- **What you should do**
Find the word "lines" in the records below. List each line containing it.
--- Records for the task Enclosed Below ---
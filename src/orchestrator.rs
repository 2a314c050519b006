//! Orchestrator for the fuse workflow
//!
//! This module provides:
//! - Workflow coordination: validate → read → parse → fuse → render → write
//! - Run configuration built from CLI arguments
//! - All-or-nothing output: nothing is written unless fusion succeeds

use crate::cli::CliArgs;
use crate::domain::FusedRequirements;
use crate::error::{AppError, InputError};
use crate::fuser::fuse_sources;
use crate::output::{render, OutputFormat};
use crate::parser::parse_requirements;
use std::fs;
use std::io::Write;
use std::path::{Path, PathBuf};
use tracing::{debug, info};

/// Configuration for one run
#[derive(Debug, Clone, PartialEq, Eq)]
pub struct RunConfig {
    /// Input requirements files, in command-line order
    pub inputs: Vec<PathBuf>,
    /// Output file; stdout when `None`
    pub output: Option<PathBuf>,
    /// Allow replacing an existing output file
    pub overwrite: bool,
    /// Output format
    pub format: OutputFormat,
}

impl RunConfig {
    /// Create a new run configuration writing text to stdout
    pub fn new(inputs: Vec<PathBuf>) -> Self {
        Self {
            inputs,
            output: None,
            overwrite: false,
            format: OutputFormat::Text,
        }
    }

    /// Set the output file
    pub fn with_output(mut self, output: impl Into<PathBuf>) -> Self {
        self.output = Some(output.into());
        self
    }

    /// Set whether an existing output file may be replaced
    pub fn with_overwrite(mut self, overwrite: bool) -> Self {
        self.overwrite = overwrite;
        self
    }

    /// Set the output format
    pub fn with_format(mut self, format: OutputFormat) -> Self {
        self.format = format;
        self
    }

    /// Create configuration from CLI arguments
    pub fn from_cli(args: &CliArgs) -> Self {
        Self {
            inputs: args.input_paths(),
            output: args.output.clone(),
            overwrite: args.overwrite,
            format: OutputFormat::from_cli(args.json),
        }
    }
}

/// What a successful run produced
#[derive(Debug)]
pub struct RunSummary {
    /// Number of fused lines written
    pub entries: usize,
    /// Output file, if one was written
    pub output: Option<PathBuf>,
}

/// Orchestrator for coordinating the fuse workflow
pub struct Orchestrator {
    config: RunConfig,
}

impl Orchestrator {
    /// Create a new orchestrator
    pub fn new(config: RunConfig) -> Self {
        Self { config }
    }

    /// Check inputs exist and the output may be written
    pub fn validate(&self) -> Result<(), InputError> {
        if self.config.inputs.is_empty() {
            return Err(InputError::NoInputFiles);
        }
        for input in &self.config.inputs {
            if !input.is_file() {
                return Err(InputError::file_not_found(input));
            }
        }
        if let Some(output) = &self.config.output {
            if output.is_file() && !self.config.overwrite {
                return Err(InputError::output_already_exists(output));
            }
        }
        Ok(())
    }

    /// Validate, read, parse and fuse every input
    pub fn fuse(&self) -> Result<FusedRequirements, AppError> {
        self.validate()?;

        let mut sources = Vec::with_capacity(self.config.inputs.len());
        for input in &self.config.inputs {
            let text = read_file(input)?;
            let entries = parse_requirements(&input.display().to_string(), &text)?;
            debug!(path = %input.display(), entries = entries.len(), "parsed requirements");
            sources.push(entries);
        }

        Ok(fuse_sources(&sources)?)
    }

    /// Run the whole workflow, writing to the output file or `stdout`
    pub fn run(&self, stdout: &mut dyn Write) -> Result<RunSummary, AppError> {
        let fused = self.fuse()?;
        let rendered = render(&fused, self.config.format)
            .map_err(|e| InputError::write_error("<output>", e))?;

        match &self.config.output {
            Some(path) => {
                write_file(path, &rendered)?;
                info!(path = %path.display(), entries = fused.len(), "wrote fused requirements");
            }
            None => {
                stdout
                    .write_all(rendered.as_bytes())
                    .and_then(|_| stdout.flush())
                    .map_err(|e| InputError::write_error("<stdout>", e))?;
            }
        }

        Ok(RunSummary {
            entries: fused.len(),
            output: self.config.output.clone(),
        })
    }
}

fn read_file(path: &Path) -> Result<String, InputError> {
    fs::read_to_string(path).map_err(|e| InputError::read_error(path, e))
}

fn write_file(path: &Path, contents: &str) -> Result<(), InputError> {
    fs::write(path, contents).map_err(|e| InputError::write_error(path, e))
}

#[cfg(test)]
mod tests {
    use super::*;
    use crate::error::FuseError;
    use tempfile::TempDir;

    fn write(dir: &TempDir, name: &str, contents: &str) -> PathBuf {
        let path = dir.path().join(name);
        fs::write(&path, contents).unwrap();
        path
    }

    #[test]
    fn test_from_cli() {
        use clap::Parser;
        let args = CliArgs::parse_from(["reqfuse", "-i", "a.txt|b.txt", "-o", "out.txt", "--json"]);
        let config = RunConfig::from_cli(&args);
        assert_eq!(config.inputs.len(), 2);
        assert_eq!(config.output, Some(PathBuf::from("out.txt")));
        assert!(!config.overwrite);
        assert_eq!(config.format, OutputFormat::Json);
    }

    #[test]
    fn test_validate_missing_input() {
        let dir = tempfile::tempdir().unwrap();
        let missing = dir.path().join("missing.txt");
        let orchestrator = Orchestrator::new(RunConfig::new(vec![missing.clone()]));
        let err = orchestrator.validate().unwrap_err();
        assert!(matches!(err, InputError::FileNotFound { path } if path == missing));
    }

    #[test]
    fn test_validate_no_inputs() {
        let orchestrator = Orchestrator::new(RunConfig::new(Vec::new()));
        assert!(matches!(
            orchestrator.validate(),
            Err(InputError::NoInputFiles)
        ));
    }

    #[test]
    fn test_validate_existing_output() {
        let dir = tempfile::tempdir().unwrap();
        let input = write(&dir, "a.txt", "numpy\n");
        let output = write(&dir, "out.txt", "old\n");

        let config = RunConfig::new(vec![input.clone()]).with_output(&output);
        assert!(matches!(
            Orchestrator::new(config).validate(),
            Err(InputError::OutputAlreadyExists { .. })
        ));

        let config = RunConfig::new(vec![input])
            .with_output(&output)
            .with_overwrite(true);
        assert!(Orchestrator::new(config).validate().is_ok());
    }

    #[test]
    fn test_run_to_stdout() {
        let dir = tempfile::tempdir().unwrap();
        let a = write(&dir, "a.txt", "wandb\npytorch>=2.2\n");
        let b = write(&dir, "b.txt", "wandb\npytorch<=3.0\neditdistance==3.2\n");

        let mut stdout: Vec<u8> = Vec::new();
        let summary = Orchestrator::new(RunConfig::new(vec![a, b]))
            .run(&mut stdout)
            .unwrap();

        assert_eq!(summary.entries, 3);
        assert!(summary.output.is_none());
        assert_eq!(
            String::from_utf8(stdout).unwrap(),
            "wandb\npytorch>=2.2,<=3.0\neditdistance==3.2\n"
        );
    }

    #[test]
    fn test_run_to_file() {
        let dir = tempfile::tempdir().unwrap();
        let a = write(&dir, "a.txt", "numpy>=1.0\n");
        let output = dir.path().join("out.txt");

        let mut stdout: Vec<u8> = Vec::new();
        Orchestrator::new(RunConfig::new(vec![a]).with_output(&output))
            .run(&mut stdout)
            .unwrap();

        assert!(stdout.is_empty());
        assert_eq!(fs::read_to_string(&output).unwrap(), "numpy>=1.0\n");
    }

    #[test]
    fn test_conflict_writes_nothing() {
        let dir = tempfile::tempdir().unwrap();
        let a = write(&dir, "a.txt", "pkgA==3.2\n");
        let b = write(&dir, "b.txt", "pkgA==4.0\n");
        let output = dir.path().join("out.txt");

        let mut stdout: Vec<u8> = Vec::new();
        let err = Orchestrator::new(RunConfig::new(vec![a, b]).with_output(&output))
            .run(&mut stdout)
            .unwrap_err();

        assert!(matches!(err, AppError::Fuse(FuseError::Conflict { .. })));
        assert!(!output.exists());
        assert!(stdout.is_empty());
    }

    #[test]
    fn test_parse_error_names_file() {
        let dir = tempfile::tempdir().unwrap();
        let a = write(&dir, "broken.txt", "numpy\npkgA>=\n");

        let err = Orchestrator::new(RunConfig::new(vec![a]))
            .fuse()
            .unwrap_err();

        let msg = err.to_string();
        assert!(msg.contains("broken.txt"));
        assert!(msg.contains("line 2"));
    }
}
//! Constraint fusion
//!
//! Fusion runs in two passes:
//! - [`group_entries`] collects every entry of every source under its key,
//!   converting operators and versions on the way
//! - [`fuse`] folds each package's specifications independently with
//!   [`fuse_package`]
//!
//! Keys keep their first-appearance order, so the fused output lists
//! packages and pass-through lines in the order they were first seen.

mod package;

pub use package::fuse_package;

use crate::domain::{
    FusedRequirements, Operator, RawEntry, Resolution, Version, VersionSpec,
};
use crate::error::FuseError;
use indexmap::IndexMap;
use tracing::debug;

/// Everything collected under one key
#[derive(Debug, Clone, PartialEq, Eq)]
pub enum Group {
    /// A literal pass-through line
    PassThrough,
    /// All specifications of one package, in input order
    Package(Vec<VersionSpec>),
}

/// Group entries from all sources by package name
pub fn group_entries(sources: &[Vec<RawEntry>]) -> Result<IndexMap<String, Group>, FuseError> {
    let mut groups: IndexMap<String, Group> = IndexMap::new();

    for entry in sources.iter().flatten() {
        match entry {
            RawEntry::PassThrough(line) => {
                groups.entry(line.clone()).or_insert(Group::PassThrough);
            }
            RawEntry::Requirement {
                name,
                operator,
                version,
            } => {
                let spec = to_version_spec(name, operator, version)?;
                let group = groups
                    .entry(name.clone())
                    .or_insert_with(|| Group::Package(Vec::new()));
                if let Group::Package(specs) = group {
                    specs.push(spec);
                }
            }
        }
    }

    Ok(groups)
}

fn to_version_spec(name: &str, operator: &str, version: &str) -> Result<VersionSpec, FuseError> {
    if version.is_empty() {
        return Ok(VersionSpec::Unconstrained);
    }

    let op = Operator::parse(operator)
        .ok_or_else(|| FuseError::unsupported_operator(name, operator))?;
    let version = Version::parse(version).map_err(|source| FuseError::InvalidVersion {
        package: name.to_string(),
        source,
    })?;

    Ok(VersionSpec::bound(op, version))
}

/// Fuse grouped specifications, stopping at the first package that fails
pub fn fuse(groups: &IndexMap<String, Group>) -> Result<FusedRequirements, FuseError> {
    let mut fused = FusedRequirements::new();

    for (key, group) in groups {
        match group {
            Group::PassThrough => fused.insert(key.clone(), Resolution::PassThrough),
            Group::Package(specs) => {
                let constraint = fuse_package(key, specs)?;
                debug!(package = %key, specs = specs.len(), constraint = %constraint, "fused");
                fused.insert(key.clone(), Resolution::Constraint(constraint));
            }
        }
    }

    Ok(fused)
}

/// Group and fuse in one step
pub fn fuse_sources(sources: &[Vec<RawEntry>]) -> Result<FusedRequirements, FuseError> {
    let groups = group_entries(sources)?;
    fuse(&groups)
}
--- End of Enclosed Records for the task ---
- **Completed task**
    /// Number of fused lines written
//! packages and pass-through lines in the order they were first seen.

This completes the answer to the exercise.